By Jonathan Wilson, CrowdFunding Beat, contributing editor and Corporate Counsel at Taylor English Duma LLP.
It must be a sign of the times that even Members of Congress feel so much frustration with the pace of the SEC’s efforts to implement legislation that they are forced to write letters to the SEC.
On September 23rd, four Democratic Senators (including Senators Levin and Warren) penned this letter to SEC Chair Mary Jo White (September 23, 2014), reminding her that it has been a year since the SEC proposed rules to implement the general solicitation provisions applicable to Regulation D (Rule 506(c)) without making those proposed rules effective.
The SEC’s proposed rules, issued in the Fall of 2013, would require private issuers relying on Regulation D to upload copies of their offering materials to the SEC under Rule 510T if the issuers intend to engage in a public solicitation for their private offering.
The Democratic Senators in their letter, claim that the SEC’s delay in implementing the rules leave investors with no protection against issuers.

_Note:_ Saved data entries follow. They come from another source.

//! The value model shared by every `outwrite` component.
//!
//! A [`Value`] is a closed recursive tree of scalars, ordered sequences,
//! insertion-ordered mappings and named records. Encoders pattern-match over
//! it instead of inspecting types at runtime.
//!
//! The "absent" marker is never a [`Value`]; APIs that accept absence take an
//! [`Option<Value>`] and treat [`None`] as absent.
//!
//! # Example
//!
//! ``` rust
//! use outwrite_value::{Mapping, Record, Value};
//!
//! let mut fields = Mapping::new();
//! fields.insert("x".to_string(), Value::from(1));
//! fields.insert("y".to_string(), Value::from(2));
//!
//! let point = Value::from(Record::new("Point", fields));
//!
//! assert_eq!(point.as_record().unwrap().type_name(), "Point");
//! assert_eq!(point.projection().unwrap().len(), 2);
//! ```

use derive_more::From;
use enum_as_inner::EnumAsInner;
use getset::Getters;
use indexmap::IndexMap;
use serde::{Deserialize, Serialize};

mod ser;

pub use ser::{to_value, Error};

/// An insertion-ordered mapping from string keys to values.
pub type Mapping = IndexMap<String, Value>;

/// The dynamic representation of a value that can be encoded.
#[derive(
    Debug, Clone, PartialEq, Serialize, Deserialize, EnumAsInner, From,
)]
pub enum Value {
    /// A boolean scalar.
    Bool(bool),

    /// A signed integer scalar.
    Integer(i64),

    /// A floating point scalar.
    Float(f64),

    /// A string scalar.
    String(String),

    /// An ordered collection of values.
    Sequence(Vec<Value>),

    /// A keyed collection, iterated in insertion order.
    Mapping(Mapping),

    /// A value with a named type and named fields.
    Record(Record),
}

/// A value with a named type and a set of named fields.
///
/// Unlike a plain [`Mapping`], a record remembers its type name so that the
/// native encoding can reconstruct it rather than only its fields.
#[derive(
    Debug, Clone, PartialEq, Serialize, Deserialize, Getters, derive_new::new,
)]
pub struct Record {
    /// The name of the record's type.
    #[get = "pub"]
    #[new(into)]
    type_name: String,

    /// The field-name to value projection of the record.
    #[get = "pub"]
    fields: Mapping,
}

impl Record {
    /// The type name used for record-shaped views over plain mappings.
    pub const ANONYMOUS: &'static str = "anonymous";

    /// Creates a record-shaped view over a plain mapping.
    #[must_use]
    pub fn anonymous(fields: Mapping) -> Self {
        Self { type_name: Self::ANONYMOUS.to_owned(), fields }
    }

    /// Consumes the record and returns its field projection.
    #[must_use]
    pub fn into_fields(self) -> Mapping { self.fields }
}

impl Value {
    /// Returns the textual form of a scalar value, or [`None`] for
    /// collections and records.
    ///
    /// Booleans are rendered as `true`/`false` and numbers in their shortest
    /// decimal form.
    #[must_use]
    pub fn scalar_text(&self) -> Option<String> {
        match self {
            Self::Bool(value) => Some(value.to_string()),
            Self::Integer(value) => Some(value.to_string()),
            Self::Float(value) => Some(value.to_string()),
            Self::String(value) => Some(value.clone()),
            Self::Sequence(_) | Self::Mapping(_) | Self::Record(_) => None,
        }
    }

    /// Returns `true` if the value is a scalar (not a collection or record).
    #[must_use]
    pub const fn is_scalar(&self) -> bool {
        matches!(
            self,
            Self::Bool(_) | Self::Integer(_) | Self::Float(_) | Self::String(_)
        )
    }

    /// Returns the keyed view of the value: the entries of a mapping or the
    /// fields of a record.
    #[must_use]
    pub const fn projection(&self) -> Option<&Mapping> {
        match self {
            Self::Mapping(mapping) => Some(mapping),
            Self::Record(record) => Some(&record.fields),
            _ => None,
        }
    }
}

impl From<&str> for Value {
    fn from(value: &str) -> Self { Self::String(value.to_owned()) }
}

macro_rules! lossless_integer {
    ($($ty:ty),*) => {$(
        impl From<$ty> for Value {
            fn from(value: $ty) -> Self { Self::Integer(i64::from(value)) }
        }
    )*};
}

lossless_integer!(i8, i16, i32, u8, u16, u32);

impl From<f32> for Value {
    fn from(value: f32) -> Self { Self::Float(f64::from(value)) }
}

impl FromIterator<Value> for Value {
    fn from_iter<T: IntoIterator<Item = Value>>(iter: T) -> Self {
        Self::Sequence(iter.into_iter().collect())
    }
}

impl<K: Into<String>> FromIterator<(K, Value)> for Value {
    fn from_iter<T: IntoIterator<Item = (K, Value)>>(iter: T) -> Self {
        Self::Mapping(iter.into_iter().map(|(k, v)| (k.into(), v)).collect())
    }
}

Practitioners in the space might instead argue that the delay in implementing regulations also leaves entrepreneurs and prospective issuers in the unenviable position of having no clear path to raising funds while also ensuring compliance.
Two days later, however, members of the House Republican caucus sent their own letter to the SEC (September 25, 2014) asking the SEC to extend the exemption from blue sky compliance made possible under the JOBS Act to all issuers under Regulation A.
The 2012 JOBS Act modified the provisions of the rarely-used Regulation A to make it easier for issuers to raised larger amounts in qualified offerings under Regulation A without complying with the costly and time-consuming requirements of state-level blue sky laws. When the SEC implemented the JOBS Act, however, it permitted blue sky pre-emption for only a narrow class of Reg. A issuers.
The House Republicans argue that extending blue sky pre-emption to all Regulation A issuers would encourage capital formation by lowering the cost of utilizing Regulation A.